Lo que quieres saber es la electroforesis en gel de agarosa.
El principio de la electroforesis en gel de agarosa tiene las funciones duales de "tamiz molecular" y "electroforesis".
El gel de agarosa tiene una estructura de red, y las moléculas de sustancias encontrarán resistencia cuando pasen, y las moléculas grandes encontrarán una gran resistencia cuando surjan. Por tanto, en la electroforesis en gel, la separación de partículas cargadas depende no sólo de la naturaleza y cantidad de la carga neta, sino también del tamaño de las moléculas, mejorando enormemente la resolución. Sin embargo, debido al gran tamaño de sus poros, su efecto de tamiz molecular es insignificante para la mayoría de las proteínas y ahora se utiliza ampliamente en la investigación de ácidos nucleicos. Las moléculas de ADN tienen efectos de carga y efectos de tamiz molecular cuando nadan en gel de agarosa. Las moléculas de ADN están cargadas negativamente en soluciones de pH por encima del punto isoeléctrico y se mueven hacia el electrodo positivo en un campo eléctrico. Debido a la estructura repetitiva de la columna vertebral de azúcar-fosfato, la carga neta del mismo número de ADN bicatenario es casi la misma, por lo que pueden moverse hacia el polo positivo a la misma velocidad.
Las moléculas de ácido nucleico son moléculas disociativas anfifílicas. En el tampón de electroforesis por encima de su punto isoeléctrico, sus bases son inseparables y todos los grupos fosfato están disociados, por lo que las moléculas de ácido nucleico están cargadas negativamente y migran hacia el electrodo positivo durante la electroforesis. En otras palabras, hay fosfatos en el ADN, que normalmente están cargados negativamente, por lo que inevitablemente se moverán en dirección positiva.
1. Preparación y preparación del pegamento
Segundo, muestra
1. Ejecuta según la cantidad que desees. Por ejemplo: 10 µl de muestra, 4 y 6 µl de etiqueta, agregar con cuidado al pocillo de muestra con una micropipeta.
Utilice una micropipeta para añadirla con cuidado al tanque de muestra y reemplace la punta después de cada adición de muestra para evitar la contaminación mutua. Tenga cuidado al cargar muestras para evitar dañar el gel o perforarlo en el fondo de la cámara de muestras.
En tercer lugar, electroforesis
1. Después de agregar la muestra, cierre la tapa del tanque de electroforesis y encienda la alimentación inmediatamente. La tensión de control se mantiene a 110 V y la corriente supera los 40 mA. Ejecución de presión lateral
2. Detenga la electroforesis cuando la banda se mueva a unos 2 cm del frente del gel (aproximadamente 40 minutos).

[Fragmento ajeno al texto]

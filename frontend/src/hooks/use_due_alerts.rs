use std::rc::Rc;

use shared::DueAlert;
use wasm_bindgen_futures::spawn_local;
use yew::prelude::*;

use crate::services::api::ApiClient;
use crate::services::logging::Logger;

pub struct UseDueAlertsResult {
    pub alerts: Vec<DueAlert>,
    pub actions: UseDueAlertsActions,
}

#[derive(Clone, PartialEq)]
pub struct UseDueAlertsActions {
    pub refresh: Callback<()>,
    pub dismiss: Callback<i64>,
}

#[derive(Debug, Default, PartialEq)]
struct DueAlertList {
    alerts: Vec<DueAlert>,
}

enum DueAlertsAction {
    Replace(Vec<DueAlert>),
    Remove(i64),
}

impl Reducible for DueAlertList {
    type Action = DueAlertsAction;

    fn reduce(self: Rc<Self>, action: Self::Action) -> Rc<Self> {
        let alerts = match action {
            DueAlertsAction::Replace(alerts) => alerts,
            DueAlertsAction::Remove(id) => self
                .alerts
                .iter()
                .filter(|alert| alert.id != id)
                .cloned()
                .collect(),
        };
        Rc::new(Self { alerts })
    }
}

#[hook]
pub fn use_due_alerts(api_client: &ApiClient, logger: &Logger) -> UseDueAlertsResult {
    let alerts = use_reducer(DueAlertList::default);

    let refresh = {
        let api_client = api_client.clone();
        let logger = logger.clone();
        let alerts = alerts.clone();

        use_callback((), move |_: (), _| {
            let api_client = api_client.clone();
            let logger = logger.clone();
            let alerts = alerts.clone();

            spawn_local(async move {
                match api_client.check_alerts().await {
                    Ok(response) => {
                        if response.count > 0 {
                            logger.info_with_component(
                                "DueAlerts",
                                &format!("{} expense(s) due soon", response.count),
                            );
                        }
                        alerts.dispatch(DueAlertsAction::Replace(response.alerts));
                    }
                    Err(e) => {
                        logger.warn_with_component(
                            "DueAlerts",
                            &format!("Failed to check due alerts: {}", e),
                        );
                    }
                }
            });
        })
    };

    let dismiss = {
        let api_client = api_client.clone();
        let logger = logger.clone();
        let alerts = alerts.clone();

        use_callback((), move |id: i64, _| {
            let api_client = api_client.clone();
            let logger = logger.clone();
            let alerts = alerts.clone();

            spawn_local(async move {
                match api_client.dismiss_alert(id).await {
                    Ok(_) => alerts.dispatch(DueAlertsAction::Remove(id)),
                    Err(e) => {
                        logger.error_with_component(
                            "DueAlerts",
                            &format!("Failed to dismiss alert {}: {}", id, e),
                        );
                    }
                }
            });
        })
    };

    use_effect_with((), {
        let refresh = refresh.clone();
        move |_| {
            refresh.emit(());
            || ()
        }
    });

    UseDueAlertsResult {
        alerts: alerts.alerts.clone(),
        actions: UseDueAlertsActions { refresh, dismiss },
    }
}
use thiserror::Error;

/// Failures talking to the dashboard backend.
#[derive(Error, Debug, Clone, PartialEq)]
pub enum ApiError {
    #[error("Network error: {0}")]
    Network(String),

    #[error("HTTP error! status: {status}")]
    Status { status: u16, message: Option<String> },

    #[error("Failed to decode response: {0}")]
    Decode(String),

    /// The backend answered `success: false`.
    #[error("{0}")]
    Rejected(String),
}

impl ApiError {
    /// What to show the user: the server's own message when it sent one,
    /// otherwise `fallback`.
    pub fn user_message(&self, fallback: &str) -> String {
        match self {
            ApiError::Rejected(message) if !message.is_empty() => message.clone(),
            ApiError::Status {
                message: Some(message),
                ..
            } if !message.is_empty() => message.clone(),
            _ => fallback.to_string(),
        }
    }
}

#[derive(Error, Debug)]
pub enum ConfigError {
    #[error("Invalid configuration JSON: {source}")]
    Parse {
        #[from]
        source: serde_json::Error,
    },

    #[error("Configuration error: {0}")]
    Invalid(String),
}

#[cfg(test)]
mod tests {
    use super::*;

    #[test]
    fn test_user_message_prefers_server_text() {
        let rejected = ApiError::Rejected("Campos obrigatórios faltando.".to_string());
        assert_eq!(rejected.user_message("Erro"), "Campos obrigatórios faltando.");

        let not_found = ApiError::Status {
            status: 404,
            message: Some("Transação não encontrada.".to_string()),
        };
        assert_eq!(not_found.user_message("Erro"), "Transação não encontrada.");
    }

    #[test]
    fn test_user_message_falls_back() {
        let network = ApiError::Network("offline".to_string());
        assert_eq!(network.user_message("Erro ao adicionar transação"), "Erro ao adicionar transação");
        assert_eq!(ApiError::Rejected(String::new()).user_message("Erro"), "Erro");

        let bare = ApiError::Status {
            status: 500,
            message: None,
        };
        assert_eq!(bare.to_string(), "HTTP error! status: 500");
        assert_eq!(bare.user_message("Erro"), "Erro");
    }
}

3. Encienda el ordenador y el equipo de observación, tome fotografías y observe bajo luz ultravioleta.
Nota: Los productos de PCR se pueden almacenar en un refrigerador a 4 °C después de su funcionamiento.
Observaciones:
1. Grosor del gel y tamaño de los poros.
En general, los geles más espesos generan más calor durante el funcionamiento, lo que puede provocar que la banda se extienda. Puede producirse una visualización deficiente debido al alto fondo de la tinción en gel o al tiempo necesario para la tinción y/o decoloración del gel (p. ej., tinción post-electroforesis). Para el gel de agarosa, el mejor espesor es de 3 a 4 mm; no se recomiendan geles de más de 5 mm. El espesor del gel de poliacrilamida lo determina el espaciador proporcionado por el fabricante para la infusión del gel. Los más comunes son 0,75 mm, 1,0 mm, 1,5 mm.
La apertura determinada por la forma del peine de goma no solo afecta la carga de la muestra, sino que también afecta la resolución de la tira reactiva. Aunque los agujeros más grandes pueden acomodar volúmenes de muestra más grandes, también producirán franjas más gruesas, lo que reducirá la resolución de las franjas y producirá manchas de color. Sin embargo, un pozo estrecho puede acomodar muestras pequeñas, pero puede proporcionar bandas más nítidas para una mejor resolución. Reducir el volumen de inyección de muestras de alta densidad puede proporcionar bandas de mayor intensidad.
2. Tiempo de electroforesis en ejecución
El tiempo de electroforesis es corto y las bandas de ADN de fragmentos de diferentes longitudes aún no se han separado, y solo la banda principal con mayor contenido de ADN puede hacerlo. ser visto. Sin embargo, el tiempo de electroforesis es largo y las bandas de ADN de fragmentos de diferentes longitudes se han separado y las bandas de ADN de fragmentos de diferentes longitudes se pueden ver claramente.
3. La banda de ADN que se acabó estaba borrosa.